Records from a data collection

//! Catalog snapshot - webbing, hardware and pricing rules loaded together
//!
//! A catalog directory holds one subdirectory per record type:
//!
//! ```text
//! catalog/
//!   webbing/    WebbingItem records
//!   hardware/   HardwareItem records
//!   pricing/    PricingRule records, one per region
//! ```

use miette::Diagnostic;
use std::collections::BTreeMap;
use std::path::{Path, PathBuf};
use thiserror::Error;

use crate::core::loader;
use crate::entities::{HardwareCategory, HardwareItem, PricingRule, WebbingItem};
use crate::pricing::regional::{calculate_quote, QuoteConfig, QuoteError, QuoteResult};
use crate::yaml::YamlSyntaxError;

/// Subdirectory holding webbing records
pub const WEBBING_DIR: &str = "webbing";
/// Subdirectory holding hardware records
pub const HARDWARE_DIR: &str = "hardware";
/// Subdirectory holding pricing rules
pub const PRICING_DIR: &str = "pricing";

/// Errors raised while loading catalog data
#[derive(Debug, Error, Diagnostic)]
pub enum CatalogError {
    #[error("catalog data unavailable at {path:?}: {reason}")]
    #[diagnostic(
        code(sqt::catalog::unavailable),
        help("run `sqt init` to create a catalog, or set catalog_dir in .sqt/config.yaml")
    )]
    DataUnavailable { path: PathBuf, reason: String },

    #[error(transparent)]
    #[diagnostic(transparent)]
    Parse(#[from] YamlSyntaxError),
}

/// Filter for webbing listings
#[derive(Debug, Clone, Default)]
pub struct WebbingFilter {
    /// Only this material (case-insensitive)
    pub material: Option<String>,
    /// Include records with `active: false`
    pub include_inactive: bool,
}

impl WebbingFilter {
    fn matches(&self, item: &WebbingItem) -> bool {
        (self.include_inactive || item.active)
            && self
                .material
                .as_ref()
                .map_or(true, |m| item.material.eq_ignore_ascii_case(m))
    }
}

/// Filter for hardware listings
#[derive(Debug, Clone, Default)]
pub struct HardwareFilter {
    pub category: Option<HardwareCategory>,
    /// Only items that fit this webbing width
    pub width: Option<f64>,
    /// Include records with `active: false`
    pub include_inactive: bool,
}

impl HardwareFilter {
    fn matches(&self, item: &HardwareItem) -> bool {
        (self.include_inactive || item.active)
            && self.category.map_or(true, |c| item.category == c)
            && self.width.map_or(true, |w| item.fits_width(w))
    }
}

/// An in-memory snapshot of all three catalogs
#[derive(Debug, Clone, Default)]
pub struct Catalog {
    pub webbing: Vec<WebbingItem>,
    pub hardware: Vec<HardwareItem>,
    pub pricing_rules: Vec<PricingRule>,
}

impl Catalog {
    /// Load every catalog under `dir`
    pub fn load(dir: &Path) -> Result<Self, CatalogError> {
        let catalog = Self {
            webbing: loader::load_all(&dir.join(WEBBING_DIR))?,
            hardware: loader::load_all(&dir.join(HARDWARE_DIR))?,
            pricing_rules: loader::load_all(&dir.join(PRICING_DIR))?,
        };
        tracing::info!(
            dir = %dir.display(),
            webbing = catalog.webbing.len(),
            hardware = catalog.hardware.len(),
            rules = catalog.pricing_rules.len(),
            "catalog loaded"
        );
        Ok(catalog)
    }

    /// Look up webbing by id, active or not
    pub fn webbing_by_id(&self, id: &str) -> Option<&WebbingItem> {
        self.webbing.iter().find(|w| w.id == id)
    }

    /// Look up hardware by id, active or not
    pub fn hardware_by_id(&self, id: &str) -> Option<&HardwareItem> {
        self.hardware.iter().find(|h| h.id == id)
    }

    /// Webbing matching `filter`, ordered by material then width
    pub fn list_webbing(&self, filter: &WebbingFilter) -> Vec<&WebbingItem> {
        let mut items: Vec<&WebbingItem> =
            self.webbing.iter().filter(|w| filter.matches(w)).collect();
        items.sort_by(|a, b| {
            a.material
                .cmp(&b.material)
                .then(a.width.total_cmp(&b.width))
        });
        items
    }

    /// Hardware matching `filter`, ordered by category then name
    pub fn list_hardware(&self, filter: &HardwareFilter) -> Vec<&HardwareItem> {
        let mut items: Vec<&HardwareItem> =
            self.hardware.iter().filter(|h| filter.matches(h)).collect();
        items.sort_by(|a, b| a.category.cmp(&b.category).then_with(|| a.name.cmp(&b.name)));
        items
    }

    /// Webbing matching `filter`, grouped by material
    pub fn webbing_by_material(&self, filter: &WebbingFilter) -> BTreeMap<String, Vec<&WebbingItem>> {
        let mut grouped: BTreeMap<String, Vec<&WebbingItem>> = BTreeMap::new();
        for item in self.list_webbing(filter) {
            grouped.entry(item.material.clone()).or_default().push(item);
        }
        grouped
    }

    /// Hardware matching `filter`, grouped by category
    pub fn hardware_by_category(
        &self,
        filter: &HardwareFilter,
    ) -> BTreeMap<HardwareCategory, Vec<&HardwareItem>> {
        let mut grouped: BTreeMap<HardwareCategory, Vec<&HardwareItem>> = BTreeMap::new();
        for item in self.list_hardware(filter) {
            grouped.entry(item.category).or_default().push(item);
        }
        grouped
    }

    /// Pricing rules ordered by ascending MOQ
    pub fn rules_by_moq(&self) -> Vec<&PricingRule> {
        let mut rules: Vec<&PricingRule> = self.pricing_rules.iter().collect();
        rules.sort_by_key(|r| r.moq);
        rules
    }

    /// Quote `config` against this snapshot
    pub fn quote(&self, config: &QuoteConfig) -> Result<QuoteResult, QuoteError> {
        calculate_quote(config, &self.webbing, &self.hardware, &self.pricing_rules)
    }
}

#[cfg(test)]
mod tests {
    use super::*;
    use crate::entities::hardware::{HardwareSpecs, PriceTiers};
    use crate::entities::region::Region;
    use std::fs;
    use tempfile::tempdir;

    fn hw(id: &str, name: &str, category: HardwareCategory, widths: &[f64], active: bool) -> HardwareItem {
        HardwareItem {
            id: id.to_string(),
            sku: id.to_string(),
            name: name.to_string(),
            category,
            hardware_type: None,
            width_options: widths.to_vec(),
            price_tiers: PriceTiers::new([(1, 0.50)]),
            specs: HardwareSpecs::default(),
            active,
        }
    }

    fn web(id: &str, material: &str, width: f64, active: bool) -> WebbingItem {
        WebbingItem {
            id: id.to_string(),
            material: material.to_string(),
            width,
            color_options: Vec::new(),
            price_per_yard_by_region: Default::default(),
            moq_by_region: Default::default(),
            specs: Default::default(),
            active,
        }
    }

    fn sample() -> Catalog {
        Catalog {
            webbing: vec![
                web("W-POLY-1", "polyester", 1.0, true),
                web("W-NYL-15", "nylon", 1.5, true),
                web("W-NYL-1", "nylon", 1.0, true),
                web("W-OLD", "nylon", 2.0, false),
            ],
            hardware: vec![
                hw("H-SLIDE", "Tri-Glide", HardwareCategory::Slider, &[], true),
                hw("H-CAM", "Cam Buckle", HardwareCategory::Buckle, &[1.0], true),
                hw("H-SR", "Side Release", HardwareCategory::Buckle, &[1.5], true),
                hw("H-GONE", "Retired Ring", HardwareCategory::Ring, &[], false),
            ],
            pricing_rules: Vec::new(),
        }
    }

    #[test]
    fn test_list_webbing_filters_inactive_and_sorts() {
        let catalog = sample();
        let ids: Vec<&str> = catalog
            .list_webbing(&WebbingFilter::default())
            .iter()
            .map(|w| w.id.as_str())
            .collect();
        assert_eq!(ids, vec!["W-NYL-1", "W-NYL-15", "W-POLY-1"]);

        let all = catalog.list_webbing(&WebbingFilter {
            include_inactive: true,
            ..Default::default()
        });
        assert_eq!(all.len(), 4);
    }

    #[test]
    fn test_webbing_material_filter() {
        let catalog = sample();
        let filter = WebbingFilter {
            material: Some("Polyester".to_string()),
            ..Default::default()
        };
        assert_eq!(catalog.list_webbing(&filter).len(), 1);
    }

    #[test]
    fn test_hardware_category_and_width_filters() {
        let catalog = sample();
        let buckles = catalog.list_hardware(&HardwareFilter {
            category: Some(HardwareCategory::Buckle),
            ..Default::default()
        });
        assert_eq!(buckles.len(), 2);
        assert_eq!(buckles[0].name, "Cam Buckle");

        let fits_one_inch: Vec<&str> = catalog
            .list_hardware(&HardwareFilter {
                width: Some(1.0),
                ..Default::default()
            })
            .iter()
            .map(|h| h.id.as_str())
            .collect();
        assert_eq!(fits_one_inch, vec!["H-CAM", "H-SLIDE"]);
    }

    #[test]
    fn test_grouping() {
        let catalog = sample();
        let by_category = catalog.hardware_by_category(&HardwareFilter::default());
        assert_eq!(by_category[&HardwareCategory::Buckle].len(), 2);
        assert!(!by_category.contains_key(&HardwareCategory::Ring));

        let by_material = catalog.webbing_by_material(&WebbingFilter::default());
        assert_eq!(by_material["nylon"].len(), 2);
        assert_eq!(by_material["polyester"].len(), 1);
    }

    #[test]
    fn test_lookup_by_id_includes_inactive() {
        let catalog = sample();
        assert!(catalog.webbing_by_id("W-OLD").is_some());
        assert!(catalog.hardware_by_id("H-GONE").is_some());
        assert!(catalog.hardware_by_id("H-NOPE").is_none());
    }

    #[test]
    fn test_load_requires_all_directories() {
        let dir = tempdir().unwrap();
        fs::create_dir_all(dir.path().join(WEBBING_DIR)).unwrap();
        fs::create_dir_all(dir.path().join(HARDWARE_DIR)).unwrap();

        let err = Catalog::load(dir.path()).unwrap_err();
        assert!(matches!(err, CatalogError::DataUnavailable { .. }));

        fs::create_dir_all(dir.path().join(PRICING_DIR)).unwrap();
        let catalog = Catalog::load(dir.path()).unwrap();
        assert!(catalog.pricing_rules.is_empty());
    }

    #[test]
    fn test_rules_by_moq() {
        let mut catalog = sample();
        let yaml = |region: &str, moq: u32| {
            format!(
                "region: {region}\nlabor_rate_per_unit: 1\ntooling_base: 0\ntooling_per_hardware_type: 0\n\
shipping_rate_per_lb: 0\nshipping_base: 0\nlead_time_weeks_min: 1\nlead_time_weeks_max: 2\nmoq: {moq}\n"
            )
        };
        catalog.pricing_rules = vec![
            serde_yml::from_str(&yaml("china", 1000)).unwrap(),
            serde_yml::from_str(&yaml("usa", 100)).unwrap(),
        ];
        let regions: Vec<Region> = catalog.rules_by_moq().iter().map(|r| r.region).collect();
        assert_eq!(regions, vec![Region::Usa, Region::China]);
    }
}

* _EXERCISE_: Report every line in the data that holds "HardwareItem", copying each one.

* _EXERCISE OUTPUT_:
//!   hardware/   HardwareItem records
use crate::entities::{HardwareCategory, HardwareItem, PricingRule, WebbingItem};
    fn matches(&self, item: &HardwareItem) -> bool {
    pub hardware: Vec<HardwareItem>,
    pub fn hardware_by_id(&self, id: &str) -> Option<&HardwareItem> {
    pub fn list_hardware(&self, filter: &HardwareFilter) -> Vec<&HardwareItem> {
        let mut items: Vec<&HardwareItem> =
    ) -> BTreeMap<HardwareCategory, Vec<&HardwareItem>> {
        let mut grouped: BTreeMap<HardwareCategory, Vec<&HardwareItem>> = BTreeMap::new();
    fn hw(id: &str, name: &str, category: HardwareCategory, widths: &[f64], active: bool) -> HardwareItem {
        HardwareItem {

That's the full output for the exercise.